The doses for children are smaller than those for adults: Moderna has given a half dose to 6 to 11 year olds, and a quarter-dose to younger children, while Pfizer is using a dose that’s a third the size for 5 to 11 year olds, and a tenth the size for younger children. According to Daniel Hsia, who is leading a local wing of the Moderna children’s trial at Pennington Biomedical Research Center at Louisiana State University, that’s the result of dose testing in Phase Two trials. 

“They have done these studies to see, stepwise, how much antibody production is going to happen at certain doses,” he explains. The goal is to find a dose that will produce comparable levels of antibodies in children as in adults, while minimizing side effects. (So far, Hsia says that he hasn’t seen any different side effects than in adults: arm soreness, body aches, mild fever.)

Figuring out that dosing is part of why developing a kid’s vaccine has taken longer. But there’s also the fact that recruiting kids is just harder. Parents may have concerns about side effects, or might not be able to bring their kids in between work and school. Because of that, the children’s trials are much smaller: Moderna has about 7,000 children enrolled in its trial, compared to 30,000 in its adult trial.

That doesn’t necessarily slow down the process. The children’s trials differ slightly from those of adults in that they aren’t necessarily looking for the actual number of infections spotted in participants. That’s because the adult trials already helped establish how effective the vaccine is. Instead, the kids’ trials are  meant to identify any safety issues (not all of which are vaccine related—the Pfizer trial notes that one child ate a penny after being vaccinated) and signals that the immune system is kicking into action. 

“What’s nice is once you already have an established immune response that is known to be protective [in adults] and a level of that immune response that’s known to be protective, then every trial that goes forward from there can really use that as a benchmark,” says Sallie Permar, a pediatric infectious disease researcher at Weill Cornell Medicine. “And being able to have that benchmark is actually kind of like the Holy Grail of vaccine development, because then your trials don’t have to be as large, you can move on them much quicker.”

The biggest delay may just come down to the structure of trials on children. “For clinical trials,” says Hsia, ‘the general concept is that, especially for new vaccines, they have to be tested in adults first.” Except in cases where a disease only affects children, Hsia says that researchers don’t begin testing doses until adult trials have wrapped up safely. So the process may feel slow, he says, but it’s a signal that steps haven’t been skipped.

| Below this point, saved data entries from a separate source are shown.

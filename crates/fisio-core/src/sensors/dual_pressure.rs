//! Two-channel differential pressure driver for the spirometer head.
//!
//! Each channel is an HX710B on its own clock/data pair with its own zero
//! offset and volume integrator. Channel 1 is read and emitted before
//! channel 2.

use embedded_hal::delay::DelayNs;
use embedded_hal::digital::{InputPin, OutputPin};
use log::{debug, error, info};

use super::{DriverState, Sensor, SensorError};
use crate::bus::{BusError, Hx710b};
use crate::calibration::{CalibrationEngine, CalibrationState, OffsetAccumulator, decile_progress};
use crate::config::PressureConfig;
use crate::hal::Clock;
use crate::protocol::{MessageFramer, SensorId};

const NAME: &str = "Dual pressure";

/// Sample identifiers emitted for one pressure channel.
#[derive(Debug, Clone, Copy, PartialEq, Eq)]
pub struct PressureChannelIds {
    pub pressure: SensorId,
    pub flow: SensorId,
    pub volume: SensorId,
}

impl PressureChannelIds {
    pub const CHANNEL_1: Self = Self {
        pressure: SensorId::Pressure1,
        flow: SensorId::Flow1,
        volume: SensorId::Volume1,
    };

    pub const CHANNEL_2: Self = Self {
        pressure: SensorId::Pressure2,
        flow: SensorId::Flow2,
        volume: SensorId::Volume2,
    };
}

struct PressureChannel<SCK, DOUT, D> {
    label: &'static str,
    bus: Hx710b<SCK, DOUT, D>,
    engine: CalibrationEngine,
    ids: PressureChannelIds,
    present: bool,
}

pub struct DualPressureSensor<SCK, DOUT, D> {
    channels: [PressureChannel<SCK, DOUT, D>; 2],
    state: DriverState,
}

impl<SCK, DOUT, D> DualPressureSensor<SCK, DOUT, D>
where
    SCK: OutputPin,
    DOUT: InputPin,
    D: DelayNs,
{
    pub fn new(
        channel_1: Hx710b<SCK, DOUT, D>,
        channel_2: Hx710b<SCK, DOUT, D>,
        config: PressureConfig,
    ) -> Self {
        Self {
            channels: [
                PressureChannel {
                    label: "channel 1",
                    bus: channel_1,
                    engine: CalibrationEngine::new(config),
                    ids: PressureChannelIds::CHANNEL_1,
                    present: false,
                },
                PressureChannel {
                    label: "channel 2",
                    bus: channel_2,
                    engine: CalibrationEngine::new(config),
                    ids: PressureChannelIds::CHANNEL_2,
                    present: false,
                },
            ],
            state: DriverState::Uninitialized,
        }
    }

    /// Calibration state of channel `index` (0 or 1).
    pub fn calibration(&self, index: usize) -> Option<&CalibrationState> {
        self.channels.get(index).map(|ch| ch.engine.state())
    }

    /// Whether channel `index` answered during init and calibrated.
    pub fn is_present(&self, index: usize) -> bool {
        self.channels.get(index).is_some_and(|ch| ch.present)
    }

    /// Zero both volume integrators, e.g. at the start of a new manoeuvre.
    pub fn reset_volume<C: Clock>(&mut self, clock: &C) {
        let now = clock.now_micros();
        for ch in self.channels.iter_mut() {
            ch.engine.reset_volume(now);
        }
        info!("{}: volume reset", NAME);
    }

    /// Whether channel `index` finished its zero-offset calibration.
    pub fn is_calibrated(&self, index: usize) -> bool {
        self.channels.get(index).is_some_and(|ch| ch.engine.is_calibrated())
    }

    /// Average `calibration_samples` quiescent readings per present channel.
    ///
    /// A channel that misses any of them keeps no offset and is dropped from
    /// the read cycle.
    fn calibrate<C: Clock>(&mut self, clock: &C) -> Result<(), SensorError> {
        let total = self.channels[0].engine.config().calibration_samples;
        info!("{}: calibrating zero offset, keep the airway still", NAME);

        let mut accumulators = [OffsetAccumulator::new(); 2];
        for step in 1..=total {
            for (ch, acc) in self.channels.iter_mut().zip(accumulators.iter_mut()) {
                if !ch.present {
                    continue;
                }
                match ch.bus.read24() {
                    Ok(raw) => acc.push(raw),
                    Err(e) => debug!("{} {}: calibration read failed: {}", NAME, ch.label, e),
                }
            }
            if let Some(percent) = decile_progress(step, total) {
                info!("{}: calibration {}%", NAME, percent);
            }
        }

        let now = clock.now_micros();
        let mut result = Ok(());
        for (ch, acc) in self.channels.iter_mut().zip(accumulators.iter()) {
            if !ch.present {
                continue;
            }
            match acc.mean() {
                Some(offset) if acc.count() == total => {
                    ch.engine.complete(offset, now);
                    info!("{} {}: offset {} from {} readings", NAME, ch.label, offset, total);
                }
                _ => {
                    ch.present = false;
                    error!(
                        "{} {}: calibration got {} of {} readings, channel disabled",
                        NAME,
                        ch.label,
                        acc.count(),
                        total
                    );
                    result = Err(SensorError::InitializationFailed {
                        sensor: NAME,
                        details: "zero-offset calibration incomplete",
                    });
                }
            }
        }
        result
    }
}

impl<SCK, DOUT, D> Sensor for DualPressureSensor<SCK, DOUT, D>
where
    SCK: OutputPin,
    DOUT: InputPin,
    D: DelayNs,
{
    fn name(&self) -> &'static str {
        NAME
    }

    fn state(&self) -> DriverState {
        self.state
    }

    async fn init<C: Clock>(&mut self, clock: &C) -> Result<(), SensorError> {
        self.state = DriverState::Initializing;

        let mut result = Ok(());
        for ch in self.channels.iter_mut() {
            match ch.bus.init() {
                Ok(()) => {
                    ch.present = true;
                    info!("{} {}: HX710B ready", NAME, ch.label);
                }
                Err(e) => {
                    ch.present = false;
                    error!("{} {}: {}", NAME, ch.label, e);
                    result = Err(SensorError::InitializationFailed {
                        sensor: NAME,
                        details: "HX710B not responding",
                    });
                }
            }
        }

        self.state = DriverState::Calibrating;
        let calibration = self.calibrate(clock);
        self.state = DriverState::Ready;

        result.and(calibration)
    }

    async fn read_into<C: Clock>(
        &mut self,
        frame: &mut MessageFramer,
        clock: &C,
    ) -> Result<(), SensorError> {
        if self.state != DriverState::Ready {
            return Ok(());
        }

        let mut result = Ok(());
        for ch in self.channels.iter_mut().filter(|ch| ch.present) {
            let raw = match ch.bus.read24() {
                Ok(raw) => raw,
                Err(BusError::Timeout { .. }) => {
                    result = Err(SensorError::Timeout {
                        sensor: NAME,
                        operation: ch.label,
                    });
                    continue;
                }
                Err(_) => {
                    result = Err(SensorError::ReadFailed {
                        sensor: NAME,
                        operation: ch.label,
                        details: "HX710B pin access failed",
                    });
                    continue;
                }
            };

            if let Some(reading) = ch.engine.process(raw, clock.now_micros()) {
                frame.add_sample(ch.ids.pressure, reading.pressure_kpa);
                frame.add_sample(ch.ids.flow, reading.flow);
                frame.add_sample(ch.ids.volume, reading.volume);
            }
        }
        result
    }
}

#[cfg(test)]
mod tests {
    use embassy_futures::block_on;

    use super::*;
    use crate::config::BusConfig;
    use crate::protocol::DeviceIdentity;
    use crate::testing::{ManualClock, NoopDelay, SimDout, SimHx710b, SimSck};

    type TestSensor = DualPressureSensor<SimSck, SimDout, NoopDelay>;

    const CONFIG: PressureConfig = PressureConfig {
        counts_to_kpa: 1.0,
        division_factor: 1.0,
        flow_constant: 1.0,
        pressure_threshold: 0.5,
        flow_threshold: 0.5,
        calibration_samples: 4,
    };

    fn bus(sim: &SimHx710b) -> Hx710b<SimSck, SimDout, NoopDelay> {
        let (sck, dout) = sim.pins();
        Hx710b::new(sck, dout, NoopDelay, BusConfig::DEFAULT)
    }

    fn sensor(ch1: &SimHx710b, ch2: &SimHx710b) -> TestSensor {
        DualPressureSensor::new(bus(ch1), bus(ch2), CONFIG)
    }

    fn ids(frame: &MessageFramer) -> std::vec::Vec<SensorId> {
        frame.samples().iter().filter_map(|s| s.id()).collect()
    }

    #[test]
    fn test_init_calibrates_both_channels() {
        // Dummy read, then four calibration readings per channel.
        let ch1 = SimHx710b::new(&[0, 100, 102, 100, 102]);
        let ch2 = SimHx710b::new(&[0, -40, -40, -40, -41]);
        let clock = ManualClock::at(5_000);
        let mut sensor = sensor(&ch1, &ch2);

        assert_eq!(sensor.state(), DriverState::Uninitialized);
        assert_eq!(block_on(sensor.init(&clock)), Ok(()));

        assert_eq!(sensor.state(), DriverState::Ready);
        assert_eq!(sensor.calibration(0).map(|c| c.offset), Some(101));
        assert_eq!(sensor.calibration(1).map(|c| c.offset), Some(-40));
        assert_eq!(sensor.calibration(0).map(|c| c.last_sample_time), Some(5_000));
    }

    #[test]
    fn test_read_before_init_emits_nothing() {
        let ch1 = SimHx710b::new(&[10]);
        let ch2 = SimHx710b::new(&[10]);
        let mut sensor = sensor(&ch1, &ch2);
        let mut frame = MessageFramer::new(DeviceIdentity::new(1));

        assert_eq!(block_on(sensor.read_into(&mut frame, &ManualClock::default())), Ok(()));
        assert!(frame.is_empty());
        assert_eq!(ch1.frames_read(), 0);
    }

    #[test]
    fn test_read_emits_six_samples_in_channel_order() {
        let ch1 = SimHx710b::new(&[0, 0, 0, 0, 0, 4]);
        let ch2 = SimHx710b::new(&[0, 0, 0, 0, 0, -9]);
        let clock = ManualClock::at(0);
        let mut sensor = sensor(&ch1, &ch2);
        block_on(sensor.init(&clock)).unwrap();

        clock.advance_us(100_000);
        let mut frame = MessageFramer::new(DeviceIdentity::new(1));
        block_on(sensor.read_into(&mut frame, &clock)).unwrap();

        assert_eq!(
            ids(&frame),
            [
                SensorId::Pressure1,
                SensorId::Flow1,
                SensorId::Volume1,
                SensorId::Pressure2,
                SensorId::Flow2,
                SensorId::Volume2,
            ]
        );
        let values: std::vec::Vec<f32> = frame.samples().iter().map(|s| s.value).collect();
        // sqrt(4) = 2 over 0.1 s; sqrt(9) = 3 with the pressure's sign.
        assert_eq!(values[0], 4.0);
        assert_eq!(values[1], 2.0);
        assert!((values[2] - 0.2).abs() < 1e-6);
        assert_eq!(values[3], -9.0);
        assert_eq!(values[4], -3.0);
        assert!((values[5] + 0.3).abs() < 1e-6);
    }

    #[test]
    fn test_absent_channel_is_skipped() {
        let ch1 = SimHx710b::new(&[0, 50]);
        let ch2 = SimHx710b::new(&[0]);
        ch2.set_ready(false);
        let clock = ManualClock::at(0);
        let mut sensor = sensor(&ch1, &ch2);

        assert_eq!(
            block_on(sensor.init(&clock)),
            Err(SensorError::InitializationFailed {
                sensor: NAME,
                details: "HX710B not responding",
            })
        );
        assert_eq!(sensor.state(), DriverState::Ready);
        assert!(sensor.is_present(0));
        assert!(!sensor.is_present(1));

        let mut frame = MessageFramer::new(DeviceIdentity::new(1));
        block_on(sensor.read_into(&mut frame, &clock)).unwrap();
        assert_eq!(ids(&frame), [SensorId::Pressure1, SensorId::Flow1, SensorId::Volume1]);
    }

    #[test]
    fn test_calibration_without_readings_disables_channel() {
        let ch1 = SimHx710b::new(&[0, 150_000]);
        let ch2 = SimHx710b::new(&[0, 7]);
        // Only the dummy read after reset gets through.
        ch1.stall_after(1);
        let clock = ManualClock::at(0);
        let mut sensor = sensor(&ch1, &ch2);

        assert_eq!(
            block_on(sensor.init(&clock)),
            Err(SensorError::InitializationFailed {
                sensor: NAME,
                details: "zero-offset calibration incomplete",
            })
        );
        assert_eq!(sensor.state(), DriverState::Ready);
        assert!(!sensor.is_present(0));
        assert!(!sensor.is_calibrated(0));
        assert!(sensor.is_calibrated(1));

        ch1.set_ready(true);
        let mut frame = MessageFramer::new(DeviceIdentity::new(1));
        block_on(sensor.read_into(&mut frame, &clock)).unwrap();
        assert_eq!(ids(&frame), [SensorId::Pressure2, SensorId::Flow2, SensorId::Volume2]);
    }

    #[test]
    fn test_partial_calibration_is_not_accepted() {
        // Dummy read plus two of the four calibration readings.
        let ch1 = SimHx710b::new(&[0, 10, 10]);
        let ch2 = SimHx710b::new(&[0]);
        ch1.stall_after(3);
        let clock = ManualClock::at(0);
        let mut sensor = sensor(&ch1, &ch2);

        assert!(matches!(
            block_on(sensor.init(&clock)),
            Err(SensorError::InitializationFailed { .. })
        ));
        assert!(!sensor.is_present(0));
        assert!(!sensor.is_calibrated(0));
        assert_eq!(sensor.calibration(0).map(|c| c.offset), Some(0));

        ch1.set_ready(true);
        let mut frame = MessageFramer::new(DeviceIdentity::new(1));
        block_on(sensor.read_into(&mut frame, &clock)).unwrap();
        assert!(!ids(&frame).contains(&SensorId::Pressure1));
        assert_eq!(ids(&frame).len(), 3);
    }

    #[test]
    fn test_timeout_on_one_channel_keeps_the_other() {
        let ch1 = SimHx710b::new(&[0]);
        let ch2 = SimHx710b::new(&[0]);
        let clock = ManualClock::at(0);
        let mut sensor = sensor(&ch1, &ch2);
        block_on(sensor.init(&clock)).unwrap();

        ch1.set_ready(false);
        let mut frame = MessageFramer::new(DeviceIdentity::new(1));
        assert_eq!(
            block_on(sensor.read_into(&mut frame, &clock)),
            Err(SensorError::Timeout {
                sensor: NAME,
                operation: "channel 1",
            })
        );
        assert_eq!(ids(&frame), [SensorId::Pressure2, SensorId::Flow2, SensorId::Volume2]);
    }

    #[test]
    fn test_reset_volume_zeroes_both_channels() {
        let ch1 = SimHx710b::new(&[0, 0, 0, 0, 0, 16]);
        let ch2 = SimHx710b::new(&[0, 0, 0, 0, 0, 16]);
        let clock = ManualClock::at(0);
        let mut sensor = sensor(&ch1, &ch2);
        block_on(sensor.init(&clock)).unwrap();

        clock.advance_us(500_000);
        let mut frame = MessageFramer::new(DeviceIdentity::new(1));
        block_on(sensor.read_into(&mut frame, &clock)).unwrap();
        assert!(sensor.calibration(0).unwrap().accumulated_volume > 0.0);

        clock.advance_us(1_000);
        sensor.reset_volume(&clock);
        for index in 0..2 {
            let state = sensor.calibration(index).unwrap();
            assert_eq!(state.accumulated_volume, 0.0);
            assert_eq!(state.last_sample_time, 501_000);
        }
    }
}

But Permar thinks the structure of those trials could be changed. “I was very distressed about how long it took us to get this vaccine to children,” she says.

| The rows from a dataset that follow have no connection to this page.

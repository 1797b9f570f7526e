//! Receiver-side frame decoding.
//!
//! The firmware itself never decodes frames; this lives here so the
//! simulator and the tests can check what actually goes out on the wire with
//! the same resynchronisation rules the host application applies.

use heapless::Vec;
use thiserror_no_std::Error;

use super::{
    CRC_LEN, DeviceIdentity, HEADER_LEN, MAX_FRAME_LEN, MAX_SAMPLES_PER_FRAME, SAMPLE_LEN,
    SYNC_BYTE_1, SYNC_BYTE_2, Sample, crc16, frame_len,
};

#[derive(Error, Debug, Clone, Copy, PartialEq, Eq)]
pub enum FrameError {
    #[error("Frame too short: needed {needed} bytes, got {available}")]
    TooShort { needed: usize, available: usize },
    #[error("Frame does not start with sync bytes")]
    BadSync,
    #[error("Frame announces {0} samples, more than a frame can carry")]
    TooManySamples(u8),
    #[error("CRC mismatch: frame carries {found:04X}, computed {expected:04X}")]
    CrcMismatch { expected: u16, found: u16 },
}

/// A frame whose sync bytes and CRC have been checked.
#[derive(Debug, Clone, PartialEq)]
pub struct DecodedFrame {
    pub identity: DeviceIdentity,
    pub timestamp_ms: u32,
    pub samples: Vec<Sample, MAX_SAMPLES_PER_FRAME>,
}

fn read_u16(bytes: &[u8], offset: usize) -> u16 {
    u16::from_le_bytes([bytes[offset], bytes[offset + 1]])
}

fn read_u32(bytes: &[u8], offset: usize) -> u32 {
    let mut raw = [0u8; 4];
    raw.copy_from_slice(&bytes[offset..offset + 4]);
    u32::from_le_bytes(raw)
}

/// Decode one complete frame located at the start of `bytes`.
///
/// Trailing bytes after the CRC are ignored.
pub fn parse_frame(bytes: &[u8]) -> Result<DecodedFrame, FrameError> {
    if bytes.len() < HEADER_LEN {
        return Err(FrameError::TooShort {
            needed: HEADER_LEN,
            available: bytes.len(),
        });
    }
    if bytes[0] != SYNC_BYTE_1 || bytes[1] != SYNC_BYTE_2 {
        return Err(FrameError::BadSync);
    }

    let count = bytes[8];
    if count as usize > MAX_SAMPLES_PER_FRAME {
        return Err(FrameError::TooManySamples(count));
    }

    let total = frame_len(count as usize);
    if bytes.len() < total {
        return Err(FrameError::TooShort {
            needed: total,
            available: bytes.len(),
        });
    }

    let payload_end = total - CRC_LEN;
    let found = read_u16(bytes, payload_end);
    let expected = crc16(&bytes[2..payload_end]);
    if found != expected {
        return Err(FrameError::CrcMismatch { expected, found });
    }

    let mut samples = Vec::new();
    for chunk in bytes[HEADER_LEN..payload_end].chunks_exact(SAMPLE_LEN) {
        let value = f32::from_le_bytes([chunk[1], chunk[2], chunk[3], chunk[4]]);
        // Bounded by the count check above.
        let _ = samples.push(Sample {
            sensor_id: chunk[0],
            value,
        });
    }

    Ok(DecodedFrame {
        identity: DeviceIdentity::new(read_u16(bytes, 2)),
        timestamp_ms: read_u32(bytes, 4),
        samples,
    })
}

/// Streaming decoder for a byte stream that may start mid-frame or carry
/// corrupted frames.
///
/// Bytes before a sync pair are discarded. A frame that fails its CRC check
/// is reported once, then the decoder skips its sync pair and searches for the
/// next one.
pub struct FrameDecoder<const N: usize = { 2 * MAX_FRAME_LEN }> {
    buf: Vec<u8, N>,
}

impl<const N: usize> Default for FrameDecoder<N> {
    fn default() -> Self {
        Self::new()
    }
}

impl<const N: usize> FrameDecoder<N> {
    pub const fn new() -> Self {
        const { assert!(N >= MAX_FRAME_LEN, "decoder buffer must fit one full frame") };
        Self { buf: Vec::new() }
    }

    /// Bytes currently buffered and not yet consumed.
    pub fn buffered(&self) -> usize {
        self.buf.len()
    }

    /// Append received bytes. When the buffer is full the oldest data is
    /// given up in favour of the newest.
    pub fn extend(&mut self, data: &[u8]) {
        for &byte in data {
            if self.buf.is_full() {
                self.make_room();
            }
            let _ = self.buf.push(byte);
        }
    }

    /// Pull the next frame out of the buffer.
    ///
    /// Returns `None` once no complete frame is left. Corrupted frames come
    /// back as `Some(Err(..))` so the caller can count or log them.
    pub fn next_frame(&mut self) -> Option<Result<DecodedFrame, FrameError>> {
        let Some(start) = self.find_sync(0) else {
            // Keep a trailing first sync byte; its partner may be in flight.
            let keep = usize::from(self.buf.last() == Some(&SYNC_BYTE_1));
            self.discard(self.buf.len() - keep);
            return None;
        };
        self.discard(start);

        if self.buf.len() < HEADER_LEN {
            return None;
        }

        let count = self.buf[8];
        if count as usize > MAX_SAMPLES_PER_FRAME {
            self.discard(2);
            return Some(Err(FrameError::TooManySamples(count)));
        }

        let total = frame_len(count as usize);
        if self.buf.len() < total {
            return None;
        }

        match parse_frame(&self.buf[..total]) {
            Ok(frame) => {
                self.discard(total);
                Some(Ok(frame))
            }
            Err(e) => {
                self.discard(2);
                Some(Err(e))
            }
        }
    }

    fn find_sync(&self, from: usize) -> Option<usize> {
        self.buf
            .get(from..)?
            .windows(2)
            .position(|pair| *pair == [SYNC_BYTE_1, SYNC_BYTE_2])
            .map(|pos| pos + from)
    }

    fn make_room(&mut self) {
        match self.find_sync(1) {
            Some(next) => self.discard(next),
            None => self.discard(self.buf.len() - 1),
        }
    }

    fn discard(&mut self, count: usize) {
        let len = self.buf.len();
        let count = count.min(len);
        self.buf.copy_within(count..len, 0);
        self.buf.truncate(len - count);
    }
}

She and a team of other vaccine researchers published recommendations for speeding up the process in the future, including starting trials on multiple age groups at the same time, rather than in series. What if the next emerging disease was the opposite of COVID, with kids most at risk, “and we still had to wait this long?” she asks. “That’s a lot of death and morbidity in children that could be avoided if we just thought more carefully about our clinical trials process.”